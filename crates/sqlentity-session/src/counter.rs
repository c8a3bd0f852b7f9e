//! The modification counter: one row per counted table plus a master
//! row, advanced on every counted mutation.
//!
//! The counter is what makes cheap change detection possible. Writers
//! call [`count_modification`] from inside their mutation; watchers
//! poll [`select_master_serial`] and, only when it moved, re-read the
//! per-table serials they care about. The master row is keyed by the
//! reserved table name `*` and bumped at most once per transaction
//! when the caller allows the optimization.
//!
//! Counter rows are created on demand: the first counted mutation of a
//! table finds no row to bump and inserts one with serial 1, racing
//! creation by other connections through the unique key on
//! `tablename`.

use crate::backing::{CounterOp, OpReply, RemoteOp};
use crate::entity::{ColumnDef, ColumnType, Entity, PersistState};
use crate::logical::LogicalConnection;
use crate::ops::Persistent;
use sqlentity_core::driver::ExecOutcome;
use sqlentity_core::error::Error;
use sqlentity_core::row::Row;
use sqlentity_core::statement::StatementDesc;
use sqlentity_core::value::Value;
use sqlentity_core::Result;

/// Table name of the master row.
pub const MASTER_NAME: &str = "*";

/// Give up on counter-row creation after this many lost races.
const MAX_CREATE_ATTEMPTS: usize = 100;

/// One row of the `modcounter` table. The row's own serial is the
/// counter value, so bumping is a single arithmetic update.
#[derive(Debug)]
pub(crate) struct ModCounterRow {
    state: PersistState,
    tablename: String,
}

impl ModCounterRow {
    pub(crate) fn new(table: &str) -> Self {
        Self {
            state: PersistState::default(),
            tablename: table.to_string(),
        }
    }
}

const MODCOUNTER_COLUMNS: &[ColumnDef] = &[ColumnDef::new("tablename", ColumnType::Text)];

impl Entity for ModCounterRow {
    const TABLE: &'static str = "modcounter";

    fn columns() -> &'static [ColumnDef] {
        MODCOUNTER_COLUMNS
    }

    fn state(&self) -> &PersistState {
        &self.state
    }

    fn state_mut(&mut self) -> &mut PersistState {
        &mut self.state
    }

    fn column_values(&self) -> Vec<Value> {
        vec![Value::Text(self.tablename.clone())]
    }

    fn from_row(row: &Row) -> Result<Self> {
        Ok(Self {
            state: PersistState::default(),
            tablename: row.get_named("tablename")?,
        })
    }
}

/// Count one mutation of `table`.
///
/// Bumps the table's counter row, then the master row unless
/// `optimize` suppresses a repeat bump within the open transaction.
/// Returns the table's new serial when `uses_table_serial` asks for it
/// (the caller stamps it on the mutated row), 0 otherwise.
#[allow(clippy::result_large_err)]
#[tracing::instrument(level = "trace", skip(conn))]
pub fn count_modification(
    conn: &mut LogicalConnection,
    table: &str,
    uses_table_serial: bool,
    optimize: bool,
) -> Result<i64> {
    if conn.is_remote() {
        let reply = conn.forward(RemoteOp::Counter(CounterOp::Bump {
            table: table.to_string(),
            uses_table_serial,
            optimize,
        }))?;
        return match reply {
            OpReply::Serial(serial) => Ok(serial),
            other => Err(other.unexpected("a counter serial")),
        };
    }

    let serial = bump_row(conn, table, uses_table_serial)?;

    if conn.in_transaction() {
        if !(optimize && conn.master_counted()) {
            bump_row(conn, MASTER_NAME, false)?;
            conn.set_master_counted(true);
        }
    } else {
        bump_row(conn, MASTER_NAME, false)?;
    }

    Ok(serial)
}

/// Advance one counter row, creating it on first use.
#[allow(clippy::result_large_err)]
fn bump_row(conn: &mut LogicalConnection, table: &str, want_serial: bool) -> Result<i64> {
    let backend = conn.backend();
    let bump = conn.prepare_statement(StatementDesc::new(format!(
        "UPDATE modcounter SET serial = serial + 1 WHERE tablename = {}",
        backend.placeholder(1)
    )));

    for _ in 0..MAX_CREATE_ATTEMPTS {
        match conn.execute_update(bump, &[Value::Text(table.to_string())])? {
            ExecOutcome::Rows(0) => {
                if create_row(conn, table)? {
                    // The fresh row's serial of 1 is this very count.
                    return Ok(if want_serial { 1 } else { 0 });
                }
                // Lost the creation race; the row exists now, bump it.
            }
            ExecOutcome::Rows(_) => {
                return if want_serial {
                    read_serial(conn, table)
                } else {
                    Ok(0)
                };
            }
            ExecOutcome::UniqueViolation => {
                conn.take_unique_violation();
            }
        }
    }
    Err(Error::Custom(format!(
        "modification counter row for '{table}' could not be created"
    )))
}

/// Insert the missing counter row. `Ok(false)` means another
/// connection won the race; the violation flag is consumed here.
#[allow(clippy::result_large_err)]
fn create_row(conn: &mut LogicalConnection, table: &str) -> Result<bool> {
    if table == MASTER_NAME {
        // The master row sits outside the identity machinery at id 0.
        let backend = conn.backend();
        let insert = conn.prepare_statement(StatementDesc::new(format!(
            "INSERT INTO modcounter (id, serial, tablename) VALUES ({}, {}, {})",
            backend.placeholder(1),
            backend.placeholder(2),
            backend.placeholder(3)
        )));
        let params = [
            Value::BigInt(0),
            Value::BigInt(1),
            Value::Text(MASTER_NAME.to_string()),
        ];
        return match conn.execute_update(insert, &params)? {
            ExecOutcome::Rows(_) => Ok(true),
            ExecOutcome::UniqueViolation => {
                conn.take_unique_violation();
                Ok(false)
            }
        };
    }

    let mut row = ModCounterRow::new(table);
    if row.insert(conn)? {
        tracing::debug!(table, "modification counter row created");
        Ok(true)
    } else {
        conn.take_unique_violation();
        Ok(false)
    }
}

#[allow(clippy::result_large_err)]
fn read_serial(conn: &mut LogicalConnection, table: &str) -> Result<i64> {
    let backend = conn.backend();
    let select = conn.prepare_statement(StatementDesc::new(format!(
        "SELECT serial FROM modcounter WHERE tablename = {}",
        backend.placeholder(1)
    )));
    let mut rows = conn.execute_query(select, &[Value::Text(table.to_string())])?;
    if rows.first() {
        rows.fetch()?.get_named("serial")
    } else {
        Ok(0)
    }
}

/// Current serial of one table's counter row, 0 when never counted.
#[allow(clippy::result_large_err)]
pub fn select_modification(conn: &mut LogicalConnection, table: &str) -> Result<i64> {
    if conn.is_remote() {
        let reply = conn.forward(RemoteOp::Counter(CounterOp::Read {
            table: table.to_string(),
        }))?;
        return match reply {
            OpReply::Serial(serial) => Ok(serial),
            other => Err(other.unexpected("a counter serial")),
        };
    }
    read_serial(conn, table)
}

/// Current master serial, 0 when nothing was ever counted.
#[allow(clippy::result_large_err)]
pub fn select_master_serial(conn: &mut LogicalConnection) -> Result<i64> {
    if conn.is_remote() {
        let reply = conn.forward(RemoteOp::Counter(CounterOp::ReadMaster))?;
        return match reply {
            OpReply::Serial(serial) => Ok(serial),
            other => Err(other.unexpected("a counter serial")),
        };
    }
    read_serial(conn, MASTER_NAME)
}

/// Serials for a set of tables in one round trip.
///
/// Tables without a counter row are simply absent from the result;
/// the poller treats them as unchanged.
#[allow(clippy::result_large_err)]
pub fn select_modifications(
    conn: &mut LogicalConnection,
    tables: &[&str],
) -> Result<Vec<(String, i64)>> {
    if tables.is_empty() {
        return Ok(Vec::new());
    }
    if conn.is_remote() {
        let mut serials = Vec::with_capacity(tables.len());
        for table in tables {
            serials.push((table.to_string(), select_modification(conn, table)?));
        }
        return Ok(serials);
    }

    let backend = conn.backend();
    let mut placeholders = String::new();
    for i in 0..tables.len() {
        if i > 0 {
            placeholders.push_str(", ");
        }
        placeholders.push_str(&backend.placeholder(i + 1));
    }
    let select = conn.prepare_statement(StatementDesc::new(format!(
        "SELECT tablename, serial FROM modcounter WHERE tablename IN ({placeholders})"
    )));
    let params: Vec<Value> = tables
        .iter()
        .map(|t| Value::Text(t.to_string()))
        .collect();

    let mut rows = conn.execute_query(select, &params)?;
    let mut serials = Vec::with_capacity(rows.len());
    while rows.next() {
        let row = rows.fetch()?;
        serials.push((row.get_named("tablename")?, row.get_named("serial")?));
    }
    Ok(serials)
}

/// Deletion detector over a table-serial range.
///
/// A reader that remembered serial `old` and sees the counter at `max`
/// re-queries rows whose stamped serial lies in `(old, max]`, feeding
/// them here in ascending order. A jump of more than 1 between
/// consecutive serials, or between the last one and `max`, means some
/// stamped row is gone.
#[derive(Debug)]
pub struct SerialGapScan {
    last: i64,
    max: i64,
    gap: bool,
}

impl SerialGapScan {
    pub fn new(old: i64, max: i64) -> Self {
        Self {
            last: old,
            max,
            gap: false,
        }
    }

    /// Feed the next stamped serial, ascending.
    pub fn offer(&mut self, serial: i64) {
        if serial - self.last > 1 {
            self.gap = true;
        }
        self.last = serial;
    }

    /// True when at least one deletion happened inside the range.
    pub fn finish(self) -> bool {
        self.gap || self.max - self.last > 1
    }
}
//! Carrying requests to a server.

use crate::protocol::{
    Request, Response, decode_request, decode_response, encode_request, encode_response,
};
use crate::server::SessionServer;
use sqlentity_core::Result;
use std::sync::Arc;

/// One blocking round trip to the peer.
///
/// A transport only moves bytes; it neither retries nor reorders.
/// Mutation requests are not retry-safe (see [`Request`]), so an
/// implementation that loses a reply must report the failure and leave
/// recovery to the caller.
pub trait Transport: Send + Sync {
    #[allow(clippy::result_large_err)]
    fn call(&self, request: Request) -> Result<Response>;
}

/// In-process transport driving a [`SessionServer`] directly.
///
/// Both legs still pass through the full encode/decode cycle, so every
/// call exercises exactly the representation a socket transport would
/// put on the wire.
pub struct Loopback {
    server: Arc<SessionServer>,
}

impl Loopback {
    pub fn new(server: Arc<SessionServer>) -> Self {
        Self { server }
    }
}

impl Transport for Loopback {
    fn call(&self, request: Request) -> Result<Response> {
        let encoded = encode_request(&request)?;
        tracing::trace!(op = request.label(), bytes = encoded.len(), "loopback call");
        let response = self.server.dispatch(decode_request(&encoded)?);
        decode_response(&encode_response(&response)?)
    }
}

impl std::fmt::Debug for Loopback {
    fn fmt(&self, f: &mut std::fmt::Formatter<'_>) -> std::fmt::Result {
        f.debug_struct("Loopback")
            .field("server", &self.server)
            .finish()
    }
}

#####

All lines from the opening of the listing above through the line that contains "pub const MASTER_NAME: &str" should be given again exactly, and nothing more.

Result for this task –
filename crates/sqlentity-session/src/counter.rs
repository c8a3bd0f852b7f9e
//! The modification counter: one row per counted table plus a master
//! row, advanced on every counted mutation.
//!
//! The counter is what makes cheap change detection possible. Writers
//! call [`count_modification`] from inside their mutation; watchers
//! poll [`select_master_serial`] and, only when it moved, re-read the
//! per-table serials they care about. The master row is keyed by the
//! reserved table name `*` and bumped at most once per transaction
//! when the caller allows the optimization.
//!
//! Counter rows are created on demand: the first counted mutation of a
//! table finds no row to bump and inserts one with serial 1, racing
//! creation by other connections through the unique key on
//! `tablename`.

use crate::backing::{CounterOp, OpReply, RemoteOp};
use crate::entity::{ColumnDef, ColumnType, Entity, PersistState};
use crate::logical::LogicalConnection;
use crate::ops::Persistent;
use sqlentity_core::driver::ExecOutcome;
use sqlentity_core::error::Error;
use sqlentity_core::row::Row;
use sqlentity_core::statement::StatementDesc;
use sqlentity_core::value::Value;
use sqlentity_core::Result;

/// Table name of the master row.
pub const MASTER_NAME: &str = "*";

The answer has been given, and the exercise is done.